Mattis in Kabul To Seek 'Political Reconciliation' between Taliban and Afghan Government

At least ten security forces were killed on Wednesday in an insurgent attack in western Afghanistan.

"When commando forces were deployed they (the militants) retreated", Jamila Amini, a member of the Farah provincial council, told AFP.

Fared Bakhtawer, head of the provincial council in Farah, said Tuesday that Insurgents took five other police alive from the checkpoint near Farah city.

A day earlier, security forces recaptured a district headquarters in Farah, just hours after Taliban fighters overran police and administrative offices, killing eight police and wounding 10 others.

The Taliban 's muted response to Afghan President Ashraf Ghani's offer of peace talks last month reflects an internal debate over the merits of engaging with a government that the group has long viewed as illegitimate, analysts say.

He said another three police officers were wounded in the attack in the southern province's Nad Ali district.

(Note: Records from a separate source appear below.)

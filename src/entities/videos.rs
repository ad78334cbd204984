//! Video records as stored in the `videos` table and returned by `/videos`.

use chrono::{DateTime, Utc};
use serde::{Deserialize, Serialize};
use sqlx::FromRow;

#[derive(Debug, Clone, PartialEq, Eq, Serialize, Deserialize, FromRow)]
pub struct Video {
    pub video_id: String,
    pub title: String,
    pub description: Option<String>,
    pub published_at: DateTime<Utc>,
    pub thumbnail_url: Option<String>,
}

/// Outcome of a conditional insert.
#[derive(Debug, Clone, PartialEq, Eq)]
pub enum Insertion {
    Created(Video),
    Existing(Video),
}

impl Insertion {
    pub fn is_created(&self) -> bool {
        matches!(self, Insertion::Created(_))
    }
}

#[derive(Debug, Clone, Copy, Default, PartialEq, Eq, Serialize, Deserialize)]
#[serde(rename_all = "lowercase")]
pub enum SortOrder {
    Asc,
    #[default]
    Desc,
}

impl SortOrder {
    pub fn as_str(self) -> &'static str {
        match self {
            SortOrder::Asc => "asc",
            SortOrder::Desc => "desc",
        }
    }
}

/// Searchable form of a title. Stored alongside the title and applied to
/// search terms, so matching is case-insensitive for any script.
pub fn fold_title(title: &str) -> String {
    title.to_lowercase()
}

pub const DEFAULT_PAGE_SIZE: u32 = 20;
pub const MAX_PAGE_SIZE: u32 = 100;

/// Filter, order and window for a listing.
#[derive(Debug, Clone, PartialEq, Eq)]
pub struct VideoQuery {
    pub skip: u32,
    pub limit: u32,
    pub search: Option<String>,
    pub sort: SortOrder,
}

impl Default for VideoQuery {
    fn default() -> Self {
        Self {
            skip: 0,
            limit: DEFAULT_PAGE_SIZE,
            search: None,
            sort: SortOrder::Desc,
        }
    }
}

impl VideoQuery {
    /// `LIKE` pattern matched against the folded title. The term is folded
    /// the same way and its wildcards are escaped by `\`.
    pub fn title_pattern(&self) -> Option<String> {
        let search = self.search.as_deref()?.trim();
        if search.is_empty() {
            return None;
        }

        let search = fold_title(search);
        let mut pattern = String::with_capacity(search.len() + 2);
        pattern.push('%');
        for c in search.chars() {
            if matches!(c, '%' | '_' | '\\') {
                pattern.push('\\');
            }
            pattern.push(c);
        }
        pattern.push('%');
        Some(pattern)
    }
}
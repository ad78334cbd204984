pub mod http_trace;
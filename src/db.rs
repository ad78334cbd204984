use std::sync::Arc;

use crate::errors::AppError;
use crate::store::{PgVideoStore, SqliteVideoStore, VideoStore};

/// Connects to the store named by `database_url` and makes sure the schema exists.
pub async fn init_db(database_url: &str, max_connections: u32) -> Result<Arc<dyn VideoStore>, AppError> {
    let store: Arc<dyn VideoStore> = if database_url.starts_with("sqlite:") {
        Arc::new(SqliteVideoStore::connect(database_url, max_connections).await?)
    } else if database_url.starts_with("postgres://") || database_url.starts_with("postgresql://") {
        Arc::new(PgVideoStore::connect(database_url, max_connections).await?)
    } else {
        return Err(AppError::Validation(format!(
            "unsupported database URL scheme in {:?}",
            database_url.split(':').next().unwrap_or_default()
        )));
    };

    store.init_schema().await?;
    tracing::info!("Video store schema ready");
    Ok(store)
}
use async_trait::async_trait;
use chrono::{DateTime, Utc};
use sqlx::postgres::PgPoolOptions;
use sqlx::PgPool;

use crate::entities::videos::{fold_title, Insertion, Video, VideoQuery};
use crate::errors::AppError;
use crate::store::{queries, schema_statements, VideoStore};

const POSTGRES_SCHEMA: &str = include_str!("postgres_schema.sql");

#[derive(Clone, Debug)]
pub struct PgVideoStore {
    pool: PgPool,
}

impl PgVideoStore {
    pub fn new(pool: PgPool) -> Self {
        Self { pool }
    }

    #[tracing::instrument(name = "Connect to PostgreSQL", skip(url))]
    pub async fn connect(url: &str, max_connections: u32) -> Result<Self, AppError> {
        let pool = PgPoolOptions::new()
            .max_connections(max_connections)
            .acquire_timeout(std::time::Duration::from_secs(5))
            .connect(url)
            .await?;

        tracing::info!("Connected to PostgreSQL");
        Ok(Self::new(pool))
    }
}

#[async_trait]
impl VideoStore for PgVideoStore {
    async fn init_schema(&self) -> Result<(), AppError> {
        for statement in schema_statements(POSTGRES_SCHEMA) {
            sqlx::query(statement).execute(&self.pool).await?;
        }
        Ok(())
    }

    async fn latest_published_at(&self) -> Result<Option<DateTime<Utc>>, AppError> {
        let latest = sqlx::query_scalar::<_, DateTime<Utc>>(queries::LATEST_PUBLISHED_AT)
            .fetch_optional(&self.pool)
            .await?;

        Ok(latest)
    }

    #[tracing::instrument(name = "Create video if absent", skip(self, video), fields(video_id = %video.video_id))]
    async fn create_if_absent(&self, video: Video) -> Result<Insertion, AppError> {
        let created = sqlx::query_as::<_, Video>(queries::INSERT_IF_ABSENT)
            .bind(&video.video_id)
            .bind(&video.title)
            .bind(fold_title(&video.title))
            .bind(&video.description)
            .bind(video.published_at)
            .bind(&video.thumbnail_url)
            .fetch_optional(&self.pool)
            .await?;

        if let Some(created) = created {
            return Ok(Insertion::Created(created));
        }

        let existing = sqlx::query_as::<_, Video>(queries::SELECT_BY_ID)
            .bind(&video.video_id)
            .fetch_one(&self.pool)
            .await?;

        Ok(Insertion::Existing(existing))
    }

    async fn list(&self, query: &VideoQuery) -> Result<Vec<Video>, AppError> {
        let videos = sqlx::query_as::<_, Video>(queries::list(query.sort))
            .bind(query.title_pattern())
            .bind(i64::from(query.limit))
            .bind(i64::from(query.skip))
            .fetch_all(&self.pool)
            .await?;

        Ok(videos)
    }

    async fn ping(&self) -> Result<(), AppError> {
        sqlx::query(queries::PING).execute(&self.pool).await?;
        Ok(())
    }
}
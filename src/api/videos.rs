use axum::extract::rejection::QueryRejection;
use axum::extract::{Query, State};
use axum::Json;
use serde::Deserialize;

use crate::entities::videos::{SortOrder, Video, VideoQuery, DEFAULT_PAGE_SIZE, MAX_PAGE_SIZE};
use crate::errors::AppError;
use crate::InnerState;

#[derive(Debug, Default, Deserialize)]
pub struct VideoListParams {
    pub skip: Option<u32>,
    pub limit: Option<u32>,
    pub search: Option<String>,
    pub sort: Option<SortOrder>,
}

impl From<VideoListParams> for VideoQuery {
    fn from(params: VideoListParams) -> Self {
        VideoQuery {
            skip: params.skip.unwrap_or(0),
            limit: params.limit.unwrap_or(DEFAULT_PAGE_SIZE).min(MAX_PAGE_SIZE),
            search: params.search.filter(|s| !s.trim().is_empty()),
            sort: params.sort.unwrap_or_default(),
        }
    }
}

/// Unwraps query parameters, turning a malformed query string into a 400.
pub fn query_params<T>(params: Result<Query<T>, QueryRejection>) -> Result<T, AppError> {
    params
        .map(|Query(params)| params)
        .map_err(|rejection| AppError::Validation(rejection.body_text()))
}

#[tracing::instrument(name = "List videos", skip(inner))]
pub async fn list_videos(
    State(inner): State<InnerState>,
    params: Result<Query<VideoListParams>, QueryRejection>,
) -> Result<Json<Vec<Video>>, AppError> {
    let query = VideoQuery::from(query_params(params)?);
    let videos = inner.store.list(&query).await?;

    tracing::debug!("Returning {} videos", videos.len());
    Ok(Json(videos))
}
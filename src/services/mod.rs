//! Background ingestion of YouTube search results.

pub mod ingestion;
pub mod key_rotation;
pub mod scheduler;
pub mod youtube_search;
use std::str::FromStr;
use std::time::Duration;

use async_trait::async_trait;
use chrono::{DateTime, Utc};
use sqlx::sqlite::{SqliteConnectOptions, SqlitePoolOptions};
use sqlx::SqlitePool;

use crate::entities::videos::{fold_title, Insertion, Video, VideoQuery};
use crate::errors::AppError;
use crate::store::{queries, schema_statements, VideoStore};

const SQLITE_SCHEMA: &str = include_str!("sqlite_schema.sql");

#[derive(Clone, Debug)]
pub struct SqliteVideoStore {
    pool: SqlitePool,
}

impl SqliteVideoStore {
    pub fn new(pool: SqlitePool) -> Self {
        Self { pool }
    }

    /// Opens (creating if needed) the database at `url`. An in-memory
    /// database lives only as long as its single pooled connection, so that
    /// connection is never recycled.
    #[tracing::instrument(name = "Connect to SQLite", skip(url))]
    pub async fn connect(url: &str, max_connections: u32) -> Result<Self, AppError> {
        let options = SqliteConnectOptions::from_str(url)?.create_if_missing(true);

        let pool = if url.contains(":memory:") {
            SqlitePoolOptions::new()
                .max_connections(1)
                .idle_timeout(None::<Duration>)
                .max_lifetime(None::<Duration>)
                .connect_with(options)
                .await?
        } else {
            SqlitePoolOptions::new()
                .max_connections(max_connections)
                .connect_with(options)
                .await?
        };

        tracing::info!("Connected to SQLite");
        Ok(Self::new(pool))
    }
}

#[async_trait]
impl VideoStore for SqliteVideoStore {
    async fn init_schema(&self) -> Result<(), AppError> {
        for statement in schema_statements(SQLITE_SCHEMA) {
            sqlx::query(statement).execute(&self.pool).await?;
        }
        Ok(())
    }

    async fn latest_published_at(&self) -> Result<Option<DateTime<Utc>>, AppError> {
        let latest = sqlx::query_scalar::<_, DateTime<Utc>>(queries::LATEST_PUBLISHED_AT)
            .fetch_optional(&self.pool)
            .await?;

        Ok(latest)
    }

    #[tracing::instrument(name = "Create video if absent", skip(self, video), fields(video_id = %video.video_id))]
    async fn create_if_absent(&self, video: Video) -> Result<Insertion, AppError> {
        let created = sqlx::query_as::<_, Video>(queries::INSERT_IF_ABSENT)
            .bind(&video.video_id)
            .bind(&video.title)
            .bind(fold_title(&video.title))
            .bind(&video.description)
            .bind(video.published_at)
            .bind(&video.thumbnail_url)
            .fetch_optional(&self.pool)
            .await?;

        if let Some(created) = created {
            return Ok(Insertion::Created(created));
        }

        let existing = sqlx::query_as::<_, Video>(queries::SELECT_BY_ID)
            .bind(&video.video_id)
            .fetch_one(&self.pool)
            .await?;

        Ok(Insertion::Existing(existing))
    }

    async fn list(&self, query: &VideoQuery) -> Result<Vec<Video>, AppError> {
        let videos = sqlx::query_as::<_, Video>(queries::list(query.sort))
            .bind(query.title_pattern())
            .bind(i64::from(query.limit))
            .bind(i64::from(query.skip))
            .fetch_all(&self.pool)
            .await?;

        Ok(videos)
    }

    async fn ping(&self) -> Result<(), AppError> {
        sqlx::query(queries::PING).execute(&self.pool).await?;
        Ok(())
    }
}
pub mod videos;
//! YouTube Data API `search.list` client.
//!
//! Costs 100 quota units per call, which is why the ingestion task rotates
//! through several API keys.

use std::time::Duration;

use async_trait::async_trait;
use chrono::{DateTime, Utc};
use reqwest::{Client, StatusCode};
use secrecy::{ExposeSecret, SecretString};
use serde::Deserialize;
use url::Url;

use crate::entities::videos::Video;
use crate::errors::IngestError;

/// Upper bound YouTube accepts for `maxResults` on search.list is 50; the
/// ingestion task asks for 25 per run.
pub const SEARCH_PAGE_SIZE: u32 = 25;

#[derive(Debug, Clone)]
pub struct SearchRequest<'a> {
    pub query: &'a str,
    /// RFC 3339 instant, e.g. `2024-05-01T12:00:00Z`.
    pub published_after: &'a str,
    pub max_results: u32,
}

#[async_trait]
pub trait VideoSearch: Send + Sync {
    /// Runs one search with `api_key`. A spent quota is reported as
    /// [`IngestError::QuotaExceeded`] so the caller can switch keys.
    async fn search(
        &self,
        api_key: &SecretString,
        request: &SearchRequest<'_>,
    ) -> Result<Vec<SearchItem>, IngestError>;
}

#[derive(Debug, Deserialize)]
#[serde(rename_all = "camelCase")]
pub struct SearchListResponse {
    pub next_page_token: Option<String>,
    #[serde(default)]
    pub items: Vec<SearchItem>,
}

#[derive(Debug, Clone, Deserialize)]
#[serde(rename_all = "camelCase")]
pub struct SearchItem {
    pub id: SearchItemId,
    pub snippet: Option<SearchSnippet>,
}

#[derive(Debug, Clone, Deserialize)]
#[serde(rename_all = "camelCase")]
pub struct SearchItemId {
    pub kind: Option<String>,
    pub video_id: Option<String>,
}

#[derive(Debug, Clone, Deserialize)]
#[serde(rename_all = "camelCase")]
pub struct SearchSnippet {
    pub published_at: String,
    pub title: String,
    #[serde(default)]
    pub description: String,
    pub thumbnails: Option<Thumbnails>,
}

#[derive(Debug, Clone, Deserialize)]
pub struct Thumbnails {
    pub default: Option<Thumbnail>,
}

#[derive(Debug, Clone, Deserialize)]
pub struct Thumbnail {
    pub url: String,
}

impl SearchItem {
    pub fn to_video(&self) -> anyhow::Result<Video> {
        let video_id = self
            .id
            .video_id
            .clone()
            .ok_or_else(|| anyhow::anyhow!("search result of kind {:?} has no videoId", self.id.kind))?;
        let snippet = self
            .snippet
            .as_ref()
            .ok_or_else(|| anyhow::anyhow!("video {} has no snippet", video_id))?;

        let published_at = DateTime::parse_from_rfc3339(&snippet.published_at)
            .map_err(|e| anyhow::anyhow!("video {} has invalid publishedAt: {}", video_id, e))?
            .with_timezone(&Utc);

        let description = Some(snippet.description.clone()).filter(|d| !d.is_empty());
        let thumbnail_url = snippet
            .thumbnails
            .as_ref()
            .and_then(|t| t.default.as_ref())
            .map(|t| t.url.clone());

        Ok(Video {
            video_id,
            title: snippet.title.clone(),
            description,
            published_at,
            thumbnail_url,
        })
    }
}

#[derive(Debug, Deserialize)]
struct ErrorEnvelope {
    error: ErrorBody,
}

#[derive(Debug, Deserialize)]
struct ErrorBody {
    message: Option<String>,
    #[serde(default)]
    errors: Vec<ErrorDetail>,
}

#[derive(Debug, Deserialize)]
struct ErrorDetail {
    reason: Option<String>,
}

/// Human readable summary of a YouTube error body, falling back to the raw text.
fn describe_error_body(body: &str) -> String {
    match serde_json::from_str::<ErrorEnvelope>(body) {
        Ok(envelope) => {
            let reason = envelope
                .error
                .errors
                .iter()
                .find_map(|e| e.reason.clone())
                .unwrap_or_else(|| "unknown".to_string());
            let message = envelope.error.message.unwrap_or_default();
            format!("{reason}: {message}")
        }
        Err(_) => body.chars().take(200).collect(),
    }
}

#[derive(Clone, Debug)]
pub struct YoutubeSearchClient {
    http_client: Client,
    search_url: Url,
}

impl YoutubeSearchClient {
    pub fn new(base_url: &str, timeout: Duration) -> anyhow::Result<Self> {
        let search_url = Url::parse(&format!("{}/search", base_url.trim_end_matches('/')))?;
        let http_client = Client::builder().timeout(timeout).build()?;

        Ok(Self {
            http_client,
            search_url,
        })
    }
}

#[async_trait]
impl VideoSearch for YoutubeSearchClient {
    #[tracing::instrument(
        name = "Search YouTube videos",
        skip(self, api_key, request),
        fields(query = %request.query, published_after = %request.published_after)
    )]
    async fn search(
        &self,
        api_key: &SecretString,
        request: &SearchRequest<'_>,
    ) -> Result<Vec<SearchItem>, IngestError> {
        let max_results = request.max_results.to_string();

        let response = self
            .http_client
            .get(self.search_url.clone())
            .query(&[
                ("part", "snippet"),
                ("q", request.query),
                ("type", "video"),
                ("order", "date"),
                ("maxResults", max_results.as_str()),
                ("publishedAfter", request.published_after),
                ("key", api_key.expose_secret().as_str()),
            ])
            .send()
            .await?;

        let status = response.status();
        if !status.is_success() {
            let body = response.text().await.unwrap_or_default();
            let message = describe_error_body(&body);

            return Err(if status == StatusCode::FORBIDDEN {
                IngestError::QuotaExceeded {
                    status: status.as_u16(),
                    message,
                }
            } else {
                tracing::error!("YouTube API error: {} {}", status, message);
                IngestError::TransientApi {
                    status: status.as_u16(),
                    message,
                }
            });
        }

        let data: SearchListResponse = response.json().await?;
        tracing::debug!(
            "Received {} search results (more available: {})",
            data.items.len(),
            data.next_page_token.is_some()
        );

        Ok(data.items)
    }
}
use axum::{
    http::StatusCode,
    response::{IntoResponse, Response},
    Json,
};
use serde_json::json;
use std::error::Error as StdError;

#[derive(thiserror::Error, Debug)]
pub enum AppError {
    #[error("Database error: {0}")]
    Database(#[source] anyhow::Error),

    #[error("Validation error: {0}")]
    Validation(String),

    #[error("An unexpected error occurred: {0}")]
    Unexpected(#[from] anyhow::Error),
}

impl IntoResponse for AppError {
    fn into_response(self) -> Response {
        let (status, error_message) = match &self {
            AppError::Database(e) => (
                StatusCode::INTERNAL_SERVER_ERROR,
                format!("Database error: {}", e),
            ),
            AppError::Validation(msg) => (StatusCode::BAD_REQUEST, msg.clone()),
            AppError::Unexpected(e) => (
                StatusCode::INTERNAL_SERVER_ERROR,
                format!("An unexpected error occurred: {}", e),
            ),
        };

        if status.is_server_error() {
            tracing::error!(
                error_type = %self,
                error_message = %error_message,
                status_code = %status,
                "Request error"
            );
        } else {
            tracing::warn!(
                error_message = %error_message,
                status_code = %status,
                "Rejected request"
            );
        }

        if let AppError::Unexpected(e) | AppError::Database(e) = &self {
            let mut source_chain = String::new();
            let mut current_err: Option<&(dyn StdError + 'static)> = e.source();
            while let Some(err) = current_err {
                source_chain.push_str(&format!("\n  Caused by: {}", err));
                current_err = err.source();
            }
            if !source_chain.is_empty() {
                tracing::error!("Error source chain:{}", source_chain);
            }
        }

        let body = Json(json!({
            "message": error_message,
            "status": status.as_u16()
        }));
        (status, body).into_response()
    }
}

impl From<sqlx::Error> for AppError {
    fn from(err: sqlx::Error) -> Self {
        AppError::Database(anyhow::Error::new(err).context("SQLx operation failed"))
    }
}

/// Failures of a single ingestion run. None of them are fatal to the process
/// except `Configuration`, which is raised before the scheduler starts.
#[derive(thiserror::Error, Debug)]
pub enum IngestError {
    #[error("Configuration error: {0}")]
    Configuration(String),

    #[error("YouTube quota exceeded (HTTP {status}): {message}")]
    QuotaExceeded { status: u16, message: String },

    #[error("YouTube API error (HTTP {status}): {message}")]
    TransientApi { status: u16, message: String },

    #[error("An unexpected error occurred: {0}")]
    Unexpected(#[from] anyhow::Error),
}

impl From<reqwest::Error> for IngestError {
    fn from(err: reqwest::Error) -> Self {
        let error_type = match &err {
            e if e.is_timeout() => "Request Timeout",
            e if e.is_connect() => "Connection Failed",
            e if e.is_decode() => "Response Decode Failed",
            e if e.is_request() => "Invalid Request",
            e if e.is_body() => "Response Body Error",
            _ => "Unknown HTTP Error",
        };

        // The request URL carries the API key, so it is stripped before logging.
        let err = err.without_url();
        tracing::error!(
            error = %err,
            status = ?err.status(),
            is_timeout = err.is_timeout(),
            is_connect = err.is_connect(),
            is_decode = err.is_decode(),
            "YouTube request failed"
        );

        IngestError::Unexpected(
            anyhow::Error::new(err).context(format!("YouTube request failed - Type: {}", error_type)),
        )
    }
}

impl From<AppError> for IngestError {
    fn from(err: AppError) -> Self {
        IngestError::Unexpected(anyhow::Error::new(err).context("Video store operation failed"))
    }
}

But Afghan President Ashraf Ghani offered talks without preconditions with the Taliban insurgents last month, in what was seen by USA officials as a major overture from Kabul. In return, the Taliban would need to recognise the Kabul government and constitution - a perennial sticking point in past attempts to open talks. "That may be a bridge too far to expect", Mattis said. "But there are elements of the Taliban clearly interested in talking to the Afghan government", he said.

Asked whether the United States would be willing to talk directly with the Taliban, Mattis reiterated the USA position that the talks should be led by Kabul.

As part of its new regional strategy announced in August 2017, Washington has stepped up assistance to the Afghan military in a bid to break the stalemate and force the militants to the negotiating table.

General John Nicholson, who leads US and North Atlantic Treaty Organisation forces in Afghanistan, said the Taliban have taken heavy casualties since US President Donald Trump authorised ramped-up air operations previous year, pointing to increasingly effective Afghan commando and regular Afghan army units.

But the Taliban has so far ruled out direct talks with Kabul and insisted it would only negotiate with the United States, which it calls a "foreign occupying force". "The two Afghan leaders also reinforced that the recent Taliban peace offer without preconditions was genuine, and they are ready to embrace all who are willing to reconcile".